About this task
Only a number is expected: how many lines in the data below contain the word "same".

(Records from a dataset)
^^^^^^^^

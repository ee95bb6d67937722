//! JPEG re-encoding for image uploads.

use std::io::Cursor;

use image::codecs::jpeg::JpegEncoder;

use crate::error::ApiError;

/// Compression quality used when the caller does not pick one.
pub const DEFAULT_IMAGE_QUALITY: f32 = 0.8;

/// Decode `bytes` (any supported format) and re-encode as JPEG.
///
/// `quality` is in `0.0..=1.0` and is clamped. Alpha is dropped. Any decode or
/// encode failure is an `Encoding` error.
pub fn compress_jpeg(bytes: &[u8], quality: f32) -> Result<Vec<u8>, ApiError> {
    let decoded = image::load_from_memory(bytes).map_err(|e| ApiError::Encoding(e.to_string()))?;
    let rgb = decoded.to_rgb8();

    let mut out = Cursor::new(Vec::new());
    let encoder = JpegEncoder::new_with_quality(&mut out, jpeg_quality(quality));
    rgb.write_with_encoder(encoder)
        .map_err(|e| ApiError::Encoding(e.to_string()))?;
    Ok(out.into_inner())
}

fn jpeg_quality(quality: f32) -> u8 {
    if quality.is_nan() {
        return jpeg_quality(DEFAULT_IMAGE_QUALITY);
    }
    (quality.clamp(0.01, 1.0) * 100.0).round() as u8
}

#[cfg(test)]
pub(crate) mod tests {
    use super::*;
    use image::{ImageFormat, Rgba, RgbaImage};

    pub(crate) fn png_fixture() -> Vec<u8> {
        let img = RgbaImage::from_fn(16, 16, |x, y| Rgba([(x * 16) as u8, (y * 16) as u8, 128, 255]));
        let mut out = Cursor::new(Vec::new());
        img.write_to(&mut out, ImageFormat::Png).unwrap();
        out.into_inner()
    }

    #[test]
    fn png_becomes_jpeg() {
        let jpeg = compress_jpeg(&png_fixture(), DEFAULT_IMAGE_QUALITY).unwrap();
        assert_eq!(&jpeg[..2], &[0xff, 0xd8]);
        let decoded = image::load_from_memory(&jpeg).unwrap();
        assert_eq!(decoded.width(), 16);
    }

    #[test]
    fn garbage_is_encoding_error() {
        let err = compress_jpeg(b"definitely not an image", 0.8).unwrap_err();
        assert!(matches!(err, ApiError::Encoding(_)));
    }

    #[test]
    fn quality_is_clamped() {
        assert_eq!(jpeg_quality(0.8), 80);
        assert_eq!(jpeg_quality(3.0), 100);
        assert_eq!(jpeg_quality(-1.0), 1);
        assert_eq!(jpeg_quality(f32::NAN), 80);
    }
}
//! Versioned schema migrations and the `schema_migrations` ledger.
//!
//! # Design
//! Migrations are kept in a `BTreeMap` keyed by version, so they always run
//! in ascending order regardless of registration order. `Migrator::run`
//! creates the ledger, diffs it against the registered set and applies the
//! missing versions inside one transaction, inserting each ledger row right
//! after its body. A failure anywhere rolls back the whole run.

use std::collections::{BTreeMap, HashSet};
use std::fmt;

use chrono::Utc;
use rusqlite::{params, Connection};

type ApplyFn = Box<dyn Fn(&Connection) -> rusqlite::Result<()> + Send + Sync>;

/// A one-time schema change.
pub struct Migration {
    pub version: i64,
    pub name: String,
    apply: ApplyFn,
}

impl Migration {
    pub fn new(
        version: i64,
        name: impl Into<String>,
        apply: impl Fn(&Connection) -> rusqlite::Result<()> + Send + Sync + 'static,
    ) -> Self {
        Self {
            version,
            name: name.into(),
            apply: Box::new(apply),
        }
    }

    /// Migration whose body is a batch of SQL statements.
    pub fn sql(version: i64, name: impl Into<String>, sql: &'static str) -> Self {
        Self::new(version, name, move |conn| conn.execute_batch(sql))
    }
}

impl fmt::Debug for Migration {
    fn fmt(&self, f: &mut fmt::Formatter<'_>) -> fmt::Result {
        f.debug_struct("Migration")
            .field("version", &self.version)
            .field("name", &self.name)
            .finish()
    }
}

/// A row of the ledger.
#[derive(Debug, Clone, PartialEq, Eq)]
pub struct MigrationRecord {
    pub version: i64,
    pub name: String,
    pub applied_at: chrono::DateTime<Utc>,
}

const CREATE_LEDGER: &str = "CREATE TABLE IF NOT EXISTS schema_migrations (
    version INTEGER PRIMARY KEY,
    name TEXT,
    applied_at TIMESTAMP
)";

const CREATE_RECIPES: &str = "CREATE TABLE IF NOT EXISTS recipes (
    id INTEGER PRIMARY KEY AUTOINCREMENT,
    name TEXT NOT NULL,
    cuisine TEXT NULL,
    created_at TIMESTAMP NOT NULL
)";

#[derive(Debug, Default)]
pub struct Migrator {
    migrations: BTreeMap<i64, Migration>,
}

impl Migrator {
    pub fn new() -> Self {
        Self::default()
    }

    /// Migrator preloaded with the schema this crate ships.
    pub fn builtin() -> Self {
        let mut migrator = Self::new();
        migrator.register(Migration::sql(1, "create_recipes", CREATE_RECIPES));
        migrator
    }

    /// Add `migration`. A later registration for the same version replaces
    /// the earlier one.
    pub fn register(&mut self, migration: Migration) {
        if let Some(previous) = self.migrations.insert(migration.version, migration) {
            tracing::warn!(version = previous.version, name = %previous.name, "migration replaced");
        }
    }

    pub fn versions(&self) -> Vec<i64> {
        self.migrations.keys().copied().collect()
    }

    /// Apply every registered migration missing from the ledger. Returns the
    /// versions applied by this call, in order.
    pub fn run(&self, conn: &mut Connection) -> rusqlite::Result<Vec<i64>> {
        let tx = conn.transaction()?;
        tx.execute_batch(CREATE_LEDGER)?;

        let recorded: HashSet<i64> = recorded_versions(&tx)?.into_iter().collect();
        let mut applied = Vec::new();
        for migration in self.migrations.values() {
            if recorded.contains(&migration.version) {
                continue;
            }
            tracing::info!(version = migration.version, name = %migration.name, "applying migration");
            (migration.apply)(&tx)?;
            tx.execute(
                "INSERT INTO schema_migrations (version, name, applied_at) VALUES (?1, ?2, ?3)",
                params![migration.version, migration.name, Utc::now()],
            )?;
            applied.push(migration.version);
        }

        tx.commit()?;
        Ok(applied)
    }
}

/// Versions present in the ledger, ascending.
pub fn recorded_versions(conn: &Connection) -> rusqlite::Result<Vec<i64>> {
    let mut stmt = conn.prepare("SELECT version FROM schema_migrations ORDER BY version")?;
    let rows = stmt.query_map([], |row| row.get(0))?;
    rows.collect()
}

/// Full ledger, ascending by version.
pub fn ledger(conn: &Connection) -> rusqlite::Result<Vec<MigrationRecord>> {
    let mut stmt =
        conn.prepare("SELECT version, name, applied_at FROM schema_migrations ORDER BY version")?;
    let rows = stmt.query_map([], |row| {
        Ok(MigrationRecord {
            version: row.get(0)?,
            name: row.get(1)?,
            applied_at: row.get(2)?,
        })
    })?;
    rows.collect()
}
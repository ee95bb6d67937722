//! Auth session: the access/refresh token pair and the re-auth signal.
//!
//! # Design
//! Tokens live behind the `KeyValueStore` port so the host decides where they
//! persist (memory for tests, a JSON file, or a platform store on the other
//! side of the FFI). A `Session` is cheap to clone and every clone shares the
//! same store and broadcast channel.

use std::collections::HashMap;
use std::path::{Path, PathBuf};
use std::sync::Arc;

use parking_lot::RwLock;
use tokio::sync::broadcast;

/// Key under which the access token is stored.
pub const ACCESS_TOKEN_KEY: &str = "access_token";
/// Key under which the refresh token is stored.
pub const REFRESH_TOKEN_KEY: &str = "refresh_token";

/// Process-wide string settings store.
pub trait KeyValueStore: Send + Sync {
    fn get(&self, key: &str) -> Option<String>;
    fn set(&self, key: &str, value: &str);
    fn remove(&self, key: &str);
}

/// In-memory store, lost when the process exits.
#[derive(Debug, Default)]
pub struct MemoryStore {
    values: RwLock<HashMap<String, String>>,
}

impl MemoryStore {
    pub fn new() -> Self {
        Self::default()
    }

    pub fn len(&self) -> usize {
        self.values.read().len()
    }

    pub fn is_empty(&self) -> bool {
        self.values.read().is_empty()
    }
}

impl KeyValueStore for MemoryStore {
    fn get(&self, key: &str) -> Option<String> {
        self.values.read().get(key).cloned()
    }

    fn set(&self, key: &str, value: &str) {
        self.values.write().insert(key.to_string(), value.to_string());
    }

    fn remove(&self, key: &str) {
        self.values.write().remove(key);
    }
}

/// Store persisted as a flat JSON object on disk.
///
/// The whole file is rewritten on every change. Write failures are logged and
/// the in-memory value is kept, so a read-only disk degrades to a memory
/// store instead of losing the session mid-flight.
#[derive(Debug)]
pub struct JsonFileStore {
    path: PathBuf,
    values: RwLock<HashMap<String, String>>,
}

impl JsonFileStore {
    /// Open (or lazily create) the store at `path`. A missing or unreadable
    /// file starts empty.
    pub fn open(path: impl AsRef<Path>) -> Self {
        let path = path.as_ref().to_path_buf();
        let values = match std::fs::read_to_string(&path) {
            Ok(raw) => serde_json::from_str(&raw).unwrap_or_else(|err| {
                tracing::warn!(path = %path.display(), %err, "ignoring corrupt settings file");
                HashMap::new()
            }),
            Err(_) => HashMap::new(),
        };
        Self {
            path,
            values: RwLock::new(values),
        }
    }

    fn flush(&self, values: &HashMap<String, String>) {
        let result = serde_json::to_string_pretty(values)
            .map_err(std::io::Error::other)
            .and_then(|raw| {
                if let Some(dir) = self.path.parent() {
                    std::fs::create_dir_all(dir)?;
                }
                std::fs::write(&self.path, raw)
            });
        if let Err(err) = result {
            tracing::warn!(path = %self.path.display(), %err, "failed to persist settings");
        }
    }
}

impl KeyValueStore for JsonFileStore {
    fn get(&self, key: &str) -> Option<String> {
        self.values.read().get(key).cloned()
    }

    fn set(&self, key: &str, value: &str) {
        let mut values = self.values.write();
        values.insert(key.to_string(), value.to_string());
        self.flush(&values);
    }

    fn remove(&self, key: &str) {
        let mut values = self.values.write();
        if values.remove(key).is_some() {
            self.flush(&values);
        }
    }
}

/// Notifications emitted by the session.
#[derive(Debug, Clone, Copy, PartialEq, Eq)]
pub enum SessionEvent {
    /// Tokens were stored after login or register.
    SignedIn,
    /// The user logged out.
    SignedOut,
    /// The server rejected the current token; the user must log in again.
    ReauthRequired,
}

/// Shared handle to the token pair.
#[derive(Clone)]
pub struct Session {
    store: Arc<dyn KeyValueStore>,
    events: broadcast::Sender<SessionEvent>,
}

impl Session {
    pub fn new(store: Arc<dyn KeyValueStore>) -> Self {
        let (events, _) = broadcast::channel(16);
        Self { store, events }
    }

    pub fn in_memory() -> Self {
        Self::new(Arc::new(MemoryStore::new()))
    }

    pub fn access_token(&self) -> Option<String> {
        self.store.get(ACCESS_TOKEN_KEY)
    }

    pub fn refresh_token(&self) -> Option<String> {
        self.store.get(REFRESH_TOKEN_KEY)
    }

    pub fn is_logged_in(&self) -> bool {
        self.access_token().is_some()
    }

    pub fn store_tokens(&self, access: &str, refresh: &str) {
        self.store.set(ACCESS_TOKEN_KEY, access);
        self.store.set(REFRESH_TOKEN_KEY, refresh);
        self.emit(SessionEvent::SignedIn);
    }

    /// Clear both tokens after an explicit logout.
    pub fn logout(&self) {
        self.clear();
        self.emit(SessionEvent::SignedOut);
    }

    /// Clear both tokens after the server rejected them and ask observers to
    /// re-authenticate.
    pub fn invalidate(&self) {
        self.clear();
        self.emit(SessionEvent::ReauthRequired);
    }

    pub fn subscribe(&self) -> broadcast::Receiver<SessionEvent> {
        self.events.subscribe()
    }

    fn clear(&self) {
        self.store.remove(ACCESS_TOKEN_KEY);
        self.store.remove(REFRESH_TOKEN_KEY);
    }

    fn emit(&self, event: SessionEvent) {
        // No subscribers is fine.
        let _ = self.events.send(event);
    }
}

impl std::fmt::Debug for Session {
    fn fmt(&self, f: &mut std::fmt::Formatter<'_>) -> std::fmt::Result {
        f.debug_struct("Session")
            .field("logged_in", &self.is_logged_in())
            .finish()
    }
}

^^^^^^^^

Exercise result
2